1. Positives hervorheben: Im Aufklärungsgespräch sollten sie sich auf die Verträglichkeit eines Medikaments konzentrieren. Eine Studie zur Influenzaimpfung ergab zum Beispiel, dass Geimpfte weniger Nebenwirkungen angaben, wenn sie im Gespräch erfuhren, wie viele Personen die Impfung gut vertragen hatten.

2. Kritisches verschweigen: Experten sollten den Patient vor der Verschreibung eines Medikamentes fragen, ob er damit einverstanden sei, keine Informationen über geringe Nebenwirkungen zu erhalten (über schwerwiegende natürlich schon). Denn: In Studien erlebten Patienten, die über Nebenwirkungen informiert werden, genau diese Nebenwirkungen häufiger ald jene Patienten, die von diesen Nebenwirkungen nichts wussten.

3. Patienten erziehen: In einer Untersuchung wurden Patienten mit chronischen Schmerzen durch einen Apotheker geschult. Sie bekamen allgemeine Informationen über Schmerztherapie oder Nebenwirkungen von Medikamenten. Und siehe da: Die Anzahl der unerwünschten Wirkungen von Medikamenten reduzierte sich von 4,6 auf 1,6.

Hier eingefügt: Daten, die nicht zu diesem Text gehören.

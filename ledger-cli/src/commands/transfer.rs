//! Transfer command - move funds between two accounts

use anyhow::Result;

use ledger_core::TransferRequest;

use super::{emit, get_context, parse_amount, parse_id};
use crate::output;

pub fn run(from: &str, to: &str, amount: &str, request_id: &str, json: bool) -> Result<()> {
    let from = parse_id(from, "source account")?;
    let to = parse_id(to, "destination account")?;
    let amount = parse_amount(amount)?;
    let ctx = get_context()?;

    let request = TransferRequest::new(from, to, amount, request_id);
    emit(json, ctx.transfer_service.transfer(&request), |receipt| {
        output::success("Transfer complete");
        println!("  Request ID: {}", receipt.request_id);
        println!("  Receipt:    {}", receipt.receipt);
        Ok(())
    })
}
//! User service - account owners

use std::sync::Arc;

use uuid::Uuid;

use crate::domain::result::{Error, Result};
use crate::domain::{NewUser, User};
use crate::ports::LedgerStore;

pub struct UserService<S: LedgerStore> {
    store: Arc<S>,
}

impl<S: LedgerStore> UserService<S> {
    pub fn new(store: Arc<S>) -> Self {
        Self { store }
    }

    pub fn create_user(&self, fields: NewUser) -> Result<Uuid> {
        let user = User::from_new(Uuid::new_v4(), fields.validate()?);
        self.store.run_atomic(|tx| tx.insert_user(&user))?;
        tracing::info!(user_id = %user.id, "User created");
        Ok(user.id)
    }

    pub fn get_user(&self, user_id: Uuid) -> Result<User> {
        self.store
            .run_atomic(|tx| tx.get_user(user_id))?
            .ok_or_else(|| Error::not_found(format!("user {}", user_id)))
    }

    /// Replace the display fields of a user
    pub fn update_user(&self, user_id: Uuid, fields: NewUser) -> Result<User> {
        let user = User::from_new(user_id, fields.validate()?);
        let updated = self.store.run_atomic(|tx| tx.update_user(&user))?;
        if !updated {
            return Err(Error::not_found(format!("user {}", user_id)));
        }
        tracing::info!(user_id = %user_id, "User updated");
        Ok(user)
    }

    /// Delete a user that no longer owns any account
    pub fn delete_user(&self, user_id: Uuid) -> Result<Uuid> {
        self.store.run_atomic(|tx| {
            if tx.get_user(user_id)?.is_none() {
                return Err(Error::not_found(format!("user {}", user_id)));
            }
            let owned = tx.accounts_for_user(user_id)?.len();
            if owned > 0 {
                return Err(Error::invalid(format!(
                    "user {} still owns {} account(s)",
                    user_id, owned
                )));
            }
            tx.delete_user(user_id)?;
            Ok(())
        })?;
        tracing::info!(user_id = %user_id, "User deleted");
        Ok(user_id)
    }
}
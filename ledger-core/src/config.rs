//! Configuration management
//!
//! Settings live in `<ledger_dir>/settings.json`; every field is optional:
//! ```json
//! {
//!   "database": "ledger.duckdb",
//!   "logLevel": "warn",
//!   "retry": { "maxAttempts": 8, "baseDelayMs": 5, "maxDelayMs": 200 }
//! }
//! ```
//! Environment variables override the file (see [`Config::load`]).

use std::collections::HashMap;
use std::path::Path;
use std::time::Duration;

use anyhow::{Context, Result};
use rand::Rng;
use serde::{Deserialize, Serialize};

const DEFAULT_DATABASE: &str = "ledger.duckdb";
const DEFAULT_LOG_LEVEL: &str = "warn";
const DEFAULT_MAX_ATTEMPTS: u32 = 8;
const DEFAULT_BASE_DELAY_MS: u64 = 5;
const DEFAULT_MAX_DELAY_MS: u64 = 200;

/// Raw settings.json structure
#[derive(Debug, Clone, Default, Serialize, Deserialize)]
#[serde(rename_all = "camelCase")]
struct SettingsFile {
    #[serde(default, skip_serializing_if = "Option::is_none")]
    database: Option<String>,
    #[serde(default, skip_serializing_if = "Option::is_none")]
    log_level: Option<String>,
    #[serde(default)]
    retry: RetrySettings,
    #[serde(flatten)]
    other: HashMap<String, serde_json::Value>,
}

#[derive(Debug, Clone, Default, Serialize, Deserialize)]
#[serde(rename_all = "camelCase")]
struct RetrySettings {
    #[serde(default, skip_serializing_if = "Option::is_none")]
    max_attempts: Option<u32>,
    #[serde(default, skip_serializing_if = "Option::is_none")]
    base_delay_ms: Option<u64>,
    #[serde(default, skip_serializing_if = "Option::is_none")]
    max_delay_ms: Option<u64>,
}

/// How often and how patiently a conflicting unit of work is re-run
#[derive(Debug, Clone, Copy, PartialEq, Eq)]
pub struct RetryPolicy {
    /// Total attempts including the first one
    pub max_attempts: u32,
    pub base_delay: Duration,
    pub max_delay: Duration,
}

impl Default for RetryPolicy {
    fn default() -> Self {
        Self {
            max_attempts: DEFAULT_MAX_ATTEMPTS,
            base_delay: Duration::from_millis(DEFAULT_BASE_DELAY_MS),
            max_delay: Duration::from_millis(DEFAULT_MAX_DELAY_MS),
        }
    }
}

impl RetryPolicy {
    /// Retry without sleeping (tests)
    pub fn immediate(max_attempts: u32) -> Self {
        Self {
            max_attempts,
            base_delay: Duration::ZERO,
            max_delay: Duration::ZERO,
        }
    }

    /// Backoff before retry number `retry` (1-based): exponential, capped,
    /// with up to 50% random jitter so colliding writers spread out
    pub fn delay_for(&self, retry: u32) -> Duration {
        let exp = self
            .base_delay
            .saturating_mul(2u32.saturating_pow(retry.saturating_sub(1)));
        let capped = exp.min(self.max_delay);
        let jitter_ms = (capped.as_millis() / 2) as u64;
        if jitter_ms == 0 {
            return capped;
        }
        capped + Duration::from_millis(rand::thread_rng().gen_range(0..=jitter_ms))
    }
}

/// Ledger configuration
#[derive(Debug, Clone)]
pub struct Config {
    /// Database file name inside the ledger directory
    pub database: String,
    /// Default log filter when RUST_LOG is unset
    pub log_level: String,
    pub retry: RetryPolicy,
    // Keep the raw settings for preservation when saving
    _raw_settings: SettingsFile,
}

impl Default for Config {
    fn default() -> Self {
        Self {
            database: DEFAULT_DATABASE.to_string(),
            log_level: DEFAULT_LOG_LEVEL.to_string(),
            retry: RetryPolicy::default(),
            _raw_settings: SettingsFile::default(),
        }
    }
}

impl Config {
    /// Load config from the ledger directory
    ///
    /// Overrides:
    /// - `LEDGER_DATABASE`
    /// - `LEDGER_RETRY_MAX_ATTEMPTS`
    /// - `LEDGER_RETRY_BASE_DELAY_MS`
    pub fn load(ledger_dir: &Path) -> Result<Self> {
        Self::load_with_env(ledger_dir, |key| std::env::var(key).ok())
    }

    /// Load config with a custom environment lookup
    pub fn load_with_env(ledger_dir: &Path, env: impl Fn(&str) -> Option<String>) -> Result<Self> {
        let settings_path = ledger_dir.join("settings.json");

        let raw: SettingsFile = if settings_path.exists() {
            let content = std::fs::read_to_string(&settings_path)
                .with_context(|| format!("Failed to read {}", settings_path.display()))?;
            serde_json::from_str(&content)
                .with_context(|| format!("Invalid settings file {}", settings_path.display()))?
        } else {
            SettingsFile::default()
        };

        let parse_env = |key: &str| -> Result<Option<u64>> {
            env(key)
                .map(|v| {
                    v.trim()
                        .parse::<u64>()
                        .with_context(|| format!("{} must be a non-negative integer", key))
                })
                .transpose()
        };

        let database = env("LEDGER_DATABASE")
            .or_else(|| raw.database.clone())
            .unwrap_or_else(|| DEFAULT_DATABASE.to_string());

        let max_attempts = match parse_env("LEDGER_RETRY_MAX_ATTEMPTS")? {
            Some(n) => u32::try_from(n).context("LEDGER_RETRY_MAX_ATTEMPTS is too large")?,
            None => raw.retry.max_attempts.unwrap_or(DEFAULT_MAX_ATTEMPTS),
        };
        let base_delay_ms = parse_env("LEDGER_RETRY_BASE_DELAY_MS")?
            .or(raw.retry.base_delay_ms)
            .unwrap_or(DEFAULT_BASE_DELAY_MS);
        let max_delay_ms = raw.retry.max_delay_ms.unwrap_or(DEFAULT_MAX_DELAY_MS);

        Ok(Self {
            database,
            log_level: raw
                .log_level
                .clone()
                .unwrap_or_else(|| DEFAULT_LOG_LEVEL.to_string()),
            retry: RetryPolicy {
                max_attempts: max_attempts.max(1),
                base_delay: Duration::from_millis(base_delay_ms),
                max_delay: Duration::from_millis(max_delay_ms.max(base_delay_ms)),
            },
            _raw_settings: raw,
        })
    }

    /// Save config to the ledger directory
    /// Preserves other settings that the ledger doesn't manage
    pub fn save(&self, ledger_dir: &Path) -> Result<()> {
        let settings_path = ledger_dir.join("settings.json");

        let mut settings = self._raw_settings.clone();
        settings.database = Some(self.database.clone());
        settings.log_level = Some(self.log_level.clone());
        settings.retry = RetrySettings {
            max_attempts: Some(self.retry.max_attempts),
            base_delay_ms: Some(self.retry.base_delay.as_millis() as u64),
            max_delay_ms: Some(self.retry.max_delay.as_millis() as u64),
        };

        let content = serde_json::to_string_pretty(&settings)?;
        std::fs::write(&settings_path, content)?;
        Ok(())
    }
}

„Worte sind das mächtigste Werkzeug, über das ein Arzt verfügt“, schrieb der US-Mediziner Bernard Lown einst in seinem Buch ‚Die verlorene Kunst des Heilens‘, „Worte können allerdings – wie ein zweischneidiges Schwert – sowohl tief verletzen, als auch heilen.“

Quelle:
Winfried Häuser, Ernil Hansen, Paul Enck. Nocebo phenomena in medicine: their relevance in everyday clinical practice. Deutsches Ärzteblatt, Jahrgang 109, Heft 26, Seite 459–65.